··· Task inputs

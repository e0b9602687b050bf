//! Static asset resolution. Deployments may place assets under a non-default
//! base directory; logical asset paths are always resolved against it.

use std::path::{Path, PathBuf};

use thiserror::Error;

/// Logical path of the mentor onboarding clip, relative to the asset base.
pub const MENTOR_CLIP_LOGICAL_PATH: &str = "mentor_intro.gif";

#[derive(Debug, Error)]
pub enum AssetError {
    #[error("asset logical path is empty")]
    EmptyLogicalPath,
    #[error("asset logical path must be relative: {0}")]
    AbsoluteLogicalPath(PathBuf),
}

/// Base directory prefix for static assets.
#[derive(Debug, Clone)]
pub struct AssetBase {
    root: PathBuf,
}

impl AssetBase {
    pub fn new(root: impl Into<PathBuf>) -> Self {
        Self { root: root.into() }
    }

    pub fn root(&self) -> &Path {
        &self.root
    }

    pub fn resolve(&self, logical: &str) -> Result<PathBuf, AssetError> {
        if logical.is_empty() {
            return Err(AssetError::EmptyLogicalPath);
        }
        let logical = Path::new(logical);
        if logical.is_absolute() {
            return Err(AssetError::AbsoluteLogicalPath(logical.to_path_buf()));
        }
        Ok(self.root.join(logical))
    }
}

······

[Instructions to follow] Reproduce the listing above exactly from the line containing "pub fn root(&self)" through its last line, with both of those lines included.

[Solution]
    pub fn root(&self) -> &Path {
        &self.root
    }

    pub fn resolve(&self, logical: &str) -> Result<PathBuf, AssetError> {
        if logical.is_empty() {
            return Err(AssetError::EmptyLogicalPath);
        }
        let logical = Path::new(logical);
        if logical.is_absolute() {
            return Err(AssetError::AbsoluteLogicalPath(logical.to_path_buf()));
        }
        Ok(self.root.join(logical))
    }
}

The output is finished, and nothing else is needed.